De novo pigmentation of amelanotic retinal pigment epithelium – An ex vivo model

Purpose: Retinal Pigment Epithelial (RPE) cells perform critical functions in the visual cycle. Their melanin pigmentation, which is organized into specialized compartments ‐ melanosomes, is highly critical for proper vision. We hereby show an ex vivo model for de novo pigmentation of RPE cells. Methods: A chemical method to induce pigmentation in a non‐pigment model of ARPE‐19 cells was applied using L‐DOPA as a repurposed drug from the current treatment of Parkinson's disease.

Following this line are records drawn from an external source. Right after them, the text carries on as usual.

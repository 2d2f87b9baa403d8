//! The CHIP-8 machine state: registers, memory, stack, timers and framebuffer.
//!
//! This is plain data. It is owned by whoever drives the machine and is only
//! mutated through the engine's operations, never through hidden globals.

use crate::emulator::instruction::Instruction;
use std::fmt;
use thiserror::Error;

pub const MEM_SIZE: usize = 4096;
pub const NUM_REGISTERS: usize = 16;
/// 16 call frames of two bytes each. The stack stores raw bytes, not
/// addresses, so a return address occupies two slots.
pub const STACK_SIZE: usize = 32;
pub const SCREEN_WIDTH: usize = 64;
pub const SCREEN_HEIGHT: usize = 32;
pub const SCREEN_SIZE: usize = SCREEN_WIDTH * SCREEN_HEIGHT;
pub const PC_START: u16 = 0x200;
/// Where the 80 bytes of font glyph data live (5 bytes per hex digit).
pub const FONT_START: usize = 0x50;
pub const FONT_SIZE: usize = 80;

/// The standard glyph set for hex digits 0-F, usable when no font file is
/// supplied.
pub const DEFAULT_FONT: [u8; FONT_SIZE] = [
    0xF0, 0x90, 0x90, 0x90, 0xF0, // 0
    0x20, 0x60, 0x20, 0x20, 0x70, // 1
    0xF0, 0x10, 0xF0, 0x80, 0xF0, // 2
    0xF0, 0x10, 0xF0, 0x10, 0xF0, // 3
    0x90, 0x90, 0xF0, 0x10, 0x10, // 4
    0xF0, 0x80, 0xF0, 0x10, 0xF0, // 5
    0xF0, 0x80, 0xF0, 0x90, 0xF0, // 6
    0xF0, 0x10, 0x20, 0x40, 0x40, // 7
    0xF0, 0x90, 0xF0, 0x90, 0xF0, // 8
    0xF0, 0x90, 0xF0, 0x10, 0xF0, // 9
    0xF0, 0x90, 0xF0, 0x90, 0x90, // A
    0xE0, 0x90, 0xE0, 0x90, 0xE0, // B
    0xF0, 0x80, 0x80, 0x80, 0xF0, // C
    0xE0, 0x90, 0x90, 0x90, 0xE0, // D
    0xF0, 0x80, 0xF0, 0x80, 0xF0, // E
    0xF0, 0x80, 0xF0, 0x80, 0x80, // F
];

/// Errors from placing external data into machine memory.
#[derive(Debug, Error)]
pub enum LoadError {
    #[error("program is {size} bytes, at most {max} bytes fit in memory")]
    ProgramTooLarge { size: usize, max: usize },
    #[error("font data is {size} bytes, expected at least 80")]
    FontTooSmall { size: usize },
}

/// The full state of a CHIP-8 machine.
#[derive(Debug)]
pub struct Machine {
    pub(crate) pc: u16,
    pub(crate) i: u16,
    pub(crate) delay: u8,
    pub(crate) sound: u8,
    pub(crate) v: [u8; NUM_REGISTERS],

    pub(crate) memory: [u8; MEM_SIZE],
    pub(crate) screen: [u8; SCREEN_SIZE],

    pub(crate) stack: [u8; STACK_SIZE],
    pub(crate) sp: usize,

    pub(crate) cycles: u64,
    pub(crate) halt: bool,
    pub(crate) await_input: bool,
    pub(crate) input_register: u8,
}

impl Machine {
    /// A machine with cleared memory and the program counter at 0x200,
    /// where programs are loaded. Lower memory belonged to the interpreter
    /// on the original hardware.
    pub fn new() -> Machine {
        Machine {
            pc: PC_START,
            i: 0,
            delay: 0,
            sound: 0,
            v: [0; NUM_REGISTERS],
            memory: [0; MEM_SIZE],
            screen: [0; SCREEN_SIZE],
            stack: [0; STACK_SIZE],
            sp: 0,
            cycles: 0,
            halt: false,
            await_input: false,
            input_register: 0,
        }
    }

    /// Copy a program into memory at 0x200.
    pub fn load_program(&mut self, program: &[u8]) -> Result<(), LoadError> {
        let max = MEM_SIZE - PC_START as usize;
        if program.len() > max {
            return Err(LoadError::ProgramTooLarge {
                size: program.len(),
                max,
            });
        }
        let start = PC_START as usize;
        self.memory[start..start + program.len()].copy_from_slice(program);
        Ok(())
    }

    /// Copy 80 bytes of glyph data into memory at 0x50. Extra bytes are
    /// ignored, as with the original font files.
    pub fn load_font(&mut self, font: &[u8]) -> Result<(), LoadError> {
        if font.len() < FONT_SIZE {
            return Err(LoadError::FontTooSmall { size: font.len() });
        }
        self.memory[FONT_START..FONT_START + FONT_SIZE].copy_from_slice(&font[..FONT_SIZE]);
        Ok(())
    }

    /// Assemble the big-endian instruction word at `pc` and advance `pc`
    /// past it. Advancing is part of the fetch, not of execution.
    pub(crate) fn fetch(&mut self) -> Instruction {
        let higher = self.memory[self.pc as usize];
        let lower = self.memory[self.pc as usize + 1];
        self.pc = self.pc.wrapping_add(2);
        Instruction::new(((higher as u16) << 8) | lower as u16)
    }

    /// Push a byte onto the call stack. Overflow is reported and dropped so
    /// a misbehaving program cannot take the host down with it.
    pub(crate) fn push(&mut self, byte: u8) {
        if self.sp >= STACK_SIZE {
            log::warn!("push onto a full stack, dropping {:#04x}", byte);
            return;
        }
        self.stack[self.sp] = byte;
        self.sp += 1;
    }

    /// Pop a byte off the call stack. Underflow is reported and yields 0.
    pub(crate) fn pop(&mut self) -> u8 {
        if self.sp == 0 {
            log::warn!("pop from an empty stack");
            return 0;
        }
        self.sp -= 1;
        self.stack[self.sp]
    }

    /// Flip the pixel at (x, y) and return its new state.
    pub(crate) fn toggle_pixel(&mut self, x: usize, y: usize) -> u8 {
        let pixel = &mut self.screen[y * SCREEN_WIDTH + x];
        *pixel ^= 1;
        *pixel
    }

    pub(crate) fn clear_screen(&mut self) {
        self.screen = [0; SCREEN_SIZE];
    }

    /// Decrement the delay and sound timers if non-zero. Meant to be called
    /// at 60 Hz, independently of the instruction rate.
    pub fn tick_timers(&mut self) {
        if self.delay > 0 {
            self.delay -= 1;
        }
        if self.sound > 0 {
            self.sound -= 1;
        }
    }

    pub fn pc(&self) -> u16 {
        self.pc
    }

    pub fn i_register(&self) -> u16 {
        self.i
    }

    pub fn v(&self) -> &[u8; NUM_REGISTERS] {
        &self.v
    }

    pub fn delay(&self) -> u8 {
        self.delay
    }

    pub fn sound(&self) -> u8 {
        self.sound
    }

    pub fn screen(&self) -> &[u8; SCREEN_SIZE] {
        &self.screen
    }

    /// Current call stack depth in frames.
    pub fn stack_depth(&self) -> usize {
        self.sp / 2
    }

    pub fn cycles(&self) -> u64 {
        self.cycles
    }

    pub fn halted(&self) -> bool {
        self.halt
    }

    pub fn awaiting_input(&self) -> bool {
        self.await_input
    }
}

impl Default for Machine {
    fn default() -> Self {
        Self::new()
    }
}

impl fmt::Display for Machine {
    fn fmt(&self, f: &mut fmt::Formatter<'_>) -> fmt::Result {
        for row in self.screen.chunks(SCREEN_WIDTH) {
            for pixel in row {
                write!(f, "{}", if *pixel == 1 { '#' } else { ' ' })?;
            }
            writeln!(f)?;
        }
        Ok(())
    }
}

#[cfg(test)]
mod tests {
    use super::*;

    #[test]
    fn new_machine_starts_at_0x200() {
        let machine = Machine::new();
        assert_eq!(machine.pc, PC_START);
        assert_eq!(machine.cycles, 0);
        assert!(!machine.halt);
    }

    #[test]
    fn load_program_copies_to_0x200() {
        let mut machine = Machine::new();
        machine.load_program(&[0x60, 0x05, 0x12, 0x00]).unwrap();
        assert_eq!(&machine.memory[0x200..0x204], &[0x60, 0x05, 0x12, 0x00]);
    }

    #[test]
    fn oversized_program_is_rejected() {
        let mut machine = Machine::new();
        let too_big = vec![0u8; MEM_SIZE - PC_START as usize + 1];
        assert!(machine.load_program(&too_big).is_err());
        // Nothing was written
        assert!(machine.memory.iter().all(|b| *b == 0));
    }

    #[test]
    fn load_font_copies_to_0x50_and_truncates() {
        let mut machine = Machine::new();
        let mut font = DEFAULT_FONT.to_vec();
        font.push(0xAB); // extra byte should be ignored
        machine.load_font(&font).unwrap();
        assert_eq!(&machine.memory[FONT_START..FONT_START + FONT_SIZE], &DEFAULT_FONT[..]);
        assert_eq!(machine.memory[FONT_START + FONT_SIZE], 0);
    }

    #[test]
    fn undersized_font_is_rejected() {
        let mut machine = Machine::new();
        assert!(machine.load_font(&[0xF0; 79]).is_err());
    }

    #[test]
    fn fetch_assembles_big_endian_and_advances_pc() {
        let mut machine = Machine::new();
        machine.load_program(&[0xAA, 0xBB]).unwrap();
        let instruction = machine.fetch();
        assert_eq!(instruction.word(), 0xAABB);
        assert_eq!(machine.pc, PC_START + 2);
    }

    #[test]
    fn push_onto_full_stack_is_dropped() {
        let mut machine = Machine::new();
        for byte in 0..STACK_SIZE as u8 {
            machine.push(byte);
        }
        assert_eq!(machine.sp, STACK_SIZE);
        machine.push(0xFF);
        assert_eq!(machine.sp, STACK_SIZE);
        assert_eq!(machine.stack[STACK_SIZE - 1], STACK_SIZE as u8 - 1);
    }

    #[test]
    fn pop_from_empty_stack_yields_zero() {
        let mut machine = Machine::new();
        assert_eq!(machine.pop(), 0);
        assert_eq!(machine.sp, 0);
    }

    #[test]
    fn toggle_pixel_flips_and_reports_new_state() {
        let mut machine = Machine::new();
        assert_eq!(machine.toggle_pixel(3, 2), 1);
        assert_eq!(machine.screen[2 * SCREEN_WIDTH + 3], 1);
        assert_eq!(machine.toggle_pixel(3, 2), 0);
        assert_eq!(machine.screen[2 * SCREEN_WIDTH + 3], 0);
    }

    #[test]
    fn timers_stop_at_zero() {
        let mut machine = Machine::new();
        machine.delay = 2;
        machine.sound = 1;
        machine.tick_timers();
        machine.tick_timers();
        machine.tick_timers();
        assert_eq!(machine.delay, 0);
        assert_eq!(machine.sound, 0);
    }
}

Results: L‐DOPA was optimized for its toxic effect on ARPE‐19 cells along with pigmentation development. We found 1000 μM L‐DOPA to start inducing pigmentation of RPEs by Day 3, and achieve full pigmentation by Day 5. The gene expression of RPE‐specific markers (Tyrosinase, CRALBP, PEDF) was significantly higher in L‐DOPA‐treated ARPE‐19 compared to non‐treated ones. Positive expression for Tyrosinase was confirmed by ICC at both Day 3 and Day 5 of L‐DOPA treatment. Transmission electron microscopy showed the de novo melanosome formation with ultrastructural features of various stages of maturity (Stage I to IV), apical‐basal polarity, and melanosomes localization on the apical side of the RPEs in the L‐DOPA treated cells. Conclusions: Our study showed that L‐DOPA treatment could induce de novo melanosome formation in amelanotic RPE cells. Keywords: RPE, Melanosomes, L‐DOPA, Pigmentation.